The Government have only just discovered the needs of those with long-term diseases. Even now, the Government's approach is not to design services around the needs and choices of patients but to put in place some community nursing without necessarily understanding how that meshes together with the role of general practitioners. Perhaps the Secretary of State would like to explain where community nursing has gone over the past seven years.
Dr. Reid: I confess that I would like to have turned to this as a first priority seven years ago. Had we inherited something other than an impoverished and undernourished NHS in which there had been under-investment[Hon. Members: "Oh!"] The hon. Gentleman asked me what we did for seven years before we got the 3,000 community matrons. It is a fair question.

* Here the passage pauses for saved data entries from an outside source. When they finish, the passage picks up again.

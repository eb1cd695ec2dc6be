//! Breadcrumb resolution.
//!
//! Walks a route path segment by segment and asks a [`PageStore`] for the
//! page at each accumulated prefix. Prefixes without a titled page are
//! skipped, so a trail may have gaps.

use crate::error::Result;
use crate::types::{Breadcrumb, PageRecord};
use async_trait::async_trait;
use futures::future::try_join_all;
use tracing::{debug, instrument};

/// Path-keyed read access to the `pages` collection.
///
/// `Ok(None)` means there is no page at `path`. `Err` is reserved for the
/// store itself failing, and aborts breadcrumb resolution.
#[async_trait]
pub trait PageStore: Send + Sync {
    async fn lookup_page_by_path(&self, path: &str) -> Result<Option<PageRecord>>;
}

#[async_trait]
impl<S: PageStore + ?Sized> PageStore for std::sync::Arc<S> {
    async fn lookup_page_by_path(&self, path: &str) -> Result<Option<PageRecord>> {
        (**self).lookup_page_by_path(path).await
    }
}

/// Split a route into its non-empty segments.
///
/// One leading and one trailing slash are stripped, then empty tokens
/// left by repeated slashes are dropped.
pub fn segments(full_path: &str) -> Vec<&str> {
    let clean = full_path.strip_prefix('/').unwrap_or(full_path);
    let clean = clean.strip_suffix('/').unwrap_or(clean);
    clean.split('/').filter(|s| !s.is_empty()).collect()
}

/// Cumulative prefixes of a route: `/a/b/c` gives `/a`, `/a/b`, `/a/b/c`.
pub fn prefixes(full_path: &str) -> Vec<String> {
    let mut acc = String::new();
    segments(full_path)
        .into_iter()
        .map(|seg| {
            acc.push('/');
            acc.push_str(seg);
            acc.clone()
        })
        .collect()
}

fn crumb(to: String, page: Option<PageRecord>) -> Option<Breadcrumb> {
    let label = page.as_ref().and_then(PageRecord::label)?.to_string();
    Some(Breadcrumb { label, to })
}

/// Resolve the breadcrumb trail for `full_path`, one lookup at a time.
///
/// Returns an empty trail for `""`, `"/"` and similar without touching the
/// store. The first store error aborts the whole resolution.
#[instrument(skip(store))]
pub async fn resolve_breadcrumbs<S>(store: &S, full_path: &str) -> Result<Vec<Breadcrumb>>
where
    S: PageStore + ?Sized,
{
    let mut crumbs = Vec::new();

    for to in prefixes(full_path) {
        let page = store.lookup_page_by_path(&to).await?;
        debug!(path = %to, found = page.is_some(), "page lookup");
        if let Some(c) = crumb(to, page) {
            crumbs.push(c);
        }
    }

    Ok(crumbs)
}

/// Same result as [`resolve_breadcrumbs`], but all lookups are issued at once.
#[instrument(skip(store))]
pub async fn resolve_breadcrumbs_concurrent<S>(
    store: &S,
    full_path: &str,
) -> Result<Vec<Breadcrumb>>
where
    S: PageStore + ?Sized,
{
    let paths = prefixes(full_path);
    let lookups = paths.iter().map(|p| store.lookup_page_by_path(p));
    // try_join_all keeps input order
    let pages = try_join_all(lookups).await?;

    Ok(paths
        .into_iter()
        .zip(pages)
        .filter_map(|(to, page)| crumb(to, page))
        .collect())
}
use std::path::PathBuf;

#[derive(Debug, thiserror::Error)]
pub enum Error {
    #[error("Configuration parse error: {0}")]
    ConfigParse(String),

    #[error("IO error at {path:?}: {source}")]
    Io {
        path: PathBuf,
        source: std::io::Error,
    },

    #[error("Invalid data: {0}")]
    InvalidData(String),

    /// A content file exists but does not satisfy its collection schema.
    #[error("Schema error in {file:?}: {message}")]
    Schema { file: PathBuf, message: String },

    /// The page store could not answer a lookup. Distinct from "not found".
    #[error("Page store unavailable while looking up '{path}': {message}")]
    StoreUnavailable { path: String, message: String },
}

impl Error {
    pub fn io(path: impl Into<PathBuf>, source: std::io::Error) -> Self {
        Error::Io {
            path: path.into(),
            source,
        }
    }

    pub fn schema(file: impl Into<PathBuf>, message: impl Into<String>) -> Self {
        Error::Schema {
            file: file.into(),
            message: message.into(),
        }
    }

    pub fn store_unavailable(path: impl Into<String>, message: impl ToString) -> Self {
        Error::StoreUnavailable {
            path: path.into(),
            message: message.to_string(),
        }
    }
}

impl From<toml::de::Error> for Error {
    fn from(err: toml::de::Error) -> Self {
        Error::ConfigParse(err.to_string())
    }
}

pub type Result<T> = std::result::Result<T, Error>;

Dr. Reid: I will answer it, if the hon. Gentleman will be courteous enough to contain his excitement. We have been providing 67,500 more nurses, 18,000 of them, incidentally, in primary care, exactly the sector to which the hon. Member for South Cambridgeshire (Mr. Lansley) referred. We have more than 19,400 new doctors. Sixty-eight major new hospitals have been built, are under way or have been improved, and 2,200 GP premises have been improved. In the past three years alone, we have provided 1,600 more general and acute beds than we inherited. We have 265 one-stop services. We have slashed the waiting lists and improved the health care of millions. On top of that, we are providing yet more facilities, including 3,000 community matrons. I wish that we could have done more but we followed a Government who could not have done less for the health service.